Dairy-Free Mushroom Risotto

mushroom risotto

I made this mushroom risotto the night it snowed in Austin... which doesn't happen very often.

Risotto doesn't happen very often around here either so it felt fitting...

The last time I made risotto I remember being in our little kitchen in our condo. Long before kids, newly married, sipping a glass of wine, leisurely stirring, probably dancing... when I used to cook "for fun."

This is definitely not a meal that I'd plan to cook on a Wednesday when you just want to get dinner on the table.

This is more of a weekend, I got nothing but time, sort of venture in the kitchen.

Hard as these last several months have been living in a pandemic, that's one of those silver linings I've found. It's gotten me to slow down a little bit and do things - make things - like this...

BTW, like all my recipes (minus that last risotto) this is a dairy-free and much simplified version of mushroom risotto. Of course you can always add your own butter and cheese but you won't see them here... you've been warned. 😉

mushrooms
photo by: Christine Siracusa

OK, so I've been sorta obsessed with mushrooms lately (if you couldn't already tell from this one) and have been putting them in and on everything...

The way this mushroom risotto turned out reminds me of the mushroom rice we used to have when we were kids. You know those Uncle Ben's rice boxes that came in different flavors?

I loved the mushroom one... which was odd because if I saw a mushroom when I was a kid, apparently I burst into tears.

Next time I make this I'll probably make it a side instead of a main like we did on that snowy night. In the moment it was perfect to satisfy that craving for warm comfort food. So if that's what you're in for - go for it.

This would also go great alongside some lemon chicken and a fresh salad or simple green veggies like broccoli.

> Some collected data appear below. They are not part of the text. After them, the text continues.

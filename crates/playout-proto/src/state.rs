use crate::protocol::{EngineHealth, NowPlaying, PlayoutState};
use crate::request::MediaRequest;
use serde::{Deserialize, Serialize};
use std::path::PathBuf;
use std::sync::Arc;
use tokio::sync::RwLock;
use tracing::warn;

/// Operator settings that survive a daemon restart.
#[derive(Debug, Clone, Serialize, Deserialize, Default)]
pub struct PersistentState {
    pub auto_play: Option<bool>,
}

/// Owner of the shared now-playing / queue view.
///
/// Only the scheduler writes; socket and HTTP readers take snapshots.  Every
/// mutation bumps `rev`.
pub struct StateManager {
    state: Arc<RwLock<PlayoutState>>,
    state_file: Option<PathBuf>,
}

impl StateManager {
    /// `default_auto_play` applies only when the state file holds no toggle.
    pub fn new(state_file: PathBuf, default_auto_play: bool) -> Self {
        let persistent = Self::load_persistent(&state_file);
        Self::with_state(
            Some(state_file),
            persistent.auto_play.unwrap_or(default_auto_play),
        )
    }

    /// A view that is never written to disk.
    pub fn in_memory(auto_play: bool) -> Self {
        Self::with_state(None, auto_play)
    }

    fn with_state(state_file: Option<PathBuf>, auto_play: bool) -> Self {
        let state = PlayoutState {
            rev: 1,
            auto_play,
            ..PlayoutState::default()
        };
        Self {
            state: Arc::new(RwLock::new(state)),
            state_file,
        }
    }

    pub async fn get_state(&self) -> PlayoutState {
        self.state.read().await.clone()
    }

    pub async fn auto_play(&self) -> bool {
        self.state.read().await.auto_play
    }

    pub async fn set_auto_play(&self, enabled: bool) -> anyhow::Result<()> {
        {
            let mut state = self.state.write().await;
            state.auto_play = enabled;
            state.rev += 1;
        }
        self.save().await
    }

    /// Replace the projected view after a scheduling pass.
    pub async fn set_view(&self, now_playing: Option<NowPlaying>, queue: Vec<MediaRequest>) {
        let mut state = self.state.write().await;
        if state.now_playing == now_playing && state.queue == queue {
            return;
        }
        state.now_playing = now_playing;
        state.queue = queue;
        state.rev += 1;
    }

    pub async fn set_video_health(&self, health: EngineHealth) {
        let mut state = self.state.write().await;
        if state.video_health != health {
            state.video_health = health;
            state.rev += 1;
        }
    }

    pub async fn set_last_error(&self, message: Option<String>) {
        let mut state = self.state.write().await;
        state.last_error = message;
        state.rev += 1;
    }

    async fn save(&self) -> anyhow::Result<()> {
        let Some(state_file) = &self.state_file else {
            return Ok(());
        };
        let persistent = {
            let state = self.state.read().await;
            PersistentState {
                auto_play: Some(state.auto_play),
            }
        };

        if let Some(parent) = state_file.parent() {
            tokio::fs::create_dir_all(parent).await?;
        }

        let json = serde_json::to_string_pretty(&persistent)?;
        tokio::fs::write(state_file, json).await?;
        Ok(())
    }

    fn load_persistent(state_file: &PathBuf) -> PersistentState {
        if let Ok(content) = std::fs::read_to_string(state_file) {
            match serde_json::from_str::<PersistentState>(&content) {
                Ok(persistent) => return persistent,
                Err(e) => warn!("Ignoring unreadable state file {:?}: {}", state_file, e),
            }
        }
        PersistentState::default()
    }
}
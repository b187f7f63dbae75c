//! Error types for the playout daemon.
use playout_proto::request::{Failure, FailureKind, RequestId, RequestStatus};
use thiserror::Error;

/// Why a playback session could not run to its natural end.
#[derive(Error, Debug, Clone, PartialEq)]
pub enum PlaybackError {
    /// Song locator does not name a playable video.
    #[error("unrecognised song locator: {0}")]
    PayloadParse(String),

    /// Safety deadline passed before the engine signalled readiness.
    #[error("{engine} engine did not respond within {secs:.1}s")]
    EngineTimeout { engine: &'static str, secs: f64 },

    /// Engine explicitly reported a playback failure.
    #[error("{engine} engine error: {detail}")]
    Engine { engine: &'static str, detail: String },

    /// Engine could not be started at all (binary missing, IPC down).
    #[error("{engine} engine unavailable: {detail}")]
    Unavailable { engine: &'static str, detail: String },
}

impl PlaybackError {
    /// Terminal status detail recorded on the request.
    pub fn to_failure(&self) -> Failure {
        let kind = match self {
            PlaybackError::PayloadParse(_) => FailureKind::PayloadParse,
            PlaybackError::EngineTimeout { .. } => FailureKind::EngineTimeout,
            PlaybackError::Engine { .. } | PlaybackError::Unavailable { .. } => {
                FailureKind::EngineError
            }
        };
        Failure {
            kind,
            detail: self.to_string(),
        }
    }
}

/// Request store failures.
#[derive(Error, Debug)]
pub enum StoreError {
    #[error("request {0} not found")]
    NotFound(RequestId),

    #[error("request {id} cannot move from {from} to {to}")]
    InvalidTransition {
        id: RequestId,
        from: &'static str,
        to: &'static str,
    },

    #[error("invalid request: {0}")]
    Invalid(String),

    #[error("store write failed: {0}")]
    Write(String),

    #[error("store file I/O error: {0}")]
    Io(#[from] std::io::Error),

    #[error("store file is corrupt: {0}")]
    Serde(#[from] serde_json::Error),
}

impl StoreError {
    pub fn invalid_transition(id: RequestId, from: &RequestStatus, to: &RequestStatus) -> Self {
        StoreError::InvalidTransition {
            id,
            from: from.label(),
            to: to.label(),
        }
    }
}

/// Convenience Result type for store operations
pub type StoreResult<T> = std::result::Result<T, StoreError>;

The mushroom risotto is so flavorful you don't need mush else so can keep it simple.

Benefits of Mushrooms

I'm not sure exactly what turned me on to mushrooms, but now they're a regular staple of my grocery list.

With some dark leafy greens and a little onion, you've got one of the quickest and healthiest weeknight meals you can make.

Mushrooms are one of the most powerful healing foods on the planet.

They're a staple of Chinese medicine and have been used for thousands of years to treat everything from viruses to tumors.

There are more than 200 varieties used medicinally with different powers and properties. But even the most common of mushrooms will do your body good.

Generally, mushrooms are natural immune boosters and also work in the body to help regulate inflammation.

I'm talking about the kind of inflammation that can exist and linger at low levels in the body and contribute to all sorts of diseases, like heart disease and Alzheimer's.

Mushrooms are aromatase inhibitors which means they help balance the level of estrogen in the body, essentially helping to prevent certain estrogen-related cancers, like breast cancer.

In the world we live in today, where we come into contact with estrogens regularly from plastic bottles and containers, and added soy in so many foods, mushrooms work to block it.

They're also high in vitamins and minerals that are critical to cell and immune function - selenium, riboflavin, niacin, potassium, phosphorus, zinc and manganese.

Superpowers aside, mushrooms are incredibly flavorful and add a richness to whatever it is that you're cooking - like this risotto.

mushroom risotto

Mushroom Risotto

Mushroom Risotto
 
Prep time
Cook time
Total time
 
Author:
Recipe type: risotto
Cuisine: Italian
Serves: 6
Ingredients
  • 2 tbsp extra-virgin olive oil
  • 20 oz mushrooms, chopped (I like using portobellos or baby bellas, can use any type you like)
  • 1 shallot, diced
  • 1 clove garlic, minced
  • 1 cup arborio rice (or white rice)
  • 4-6 cups vegetable or chicken broth
  • sea salt
  • black pepper
Instructions
  1. Put broth in a sauce pan and heat until hot.
  2. In a large skillet, heat 1 tbsp oil over medium heat and add mushrooms, cook until most of their juices have cooked off (about 10 minutes) and they've shrunken down quite a bit. Transfer from pan to bowl and set aside.
  3. Heat another 1 tbsp oil over medium heat and add shallot. Cook about 3-5 minutes until translucent. Add garlic and cook another minute. Add rice and cook a few minutes until starting to brown. Add ½-1 cup of broth and stir while it absorbs. When it's absorbed, add another ½-1 cup and stir while absorbs. Continue adding broth a little at a time while rice absorbs the liquid, story continuously.
  4. When done, season with salt and pepper and serve.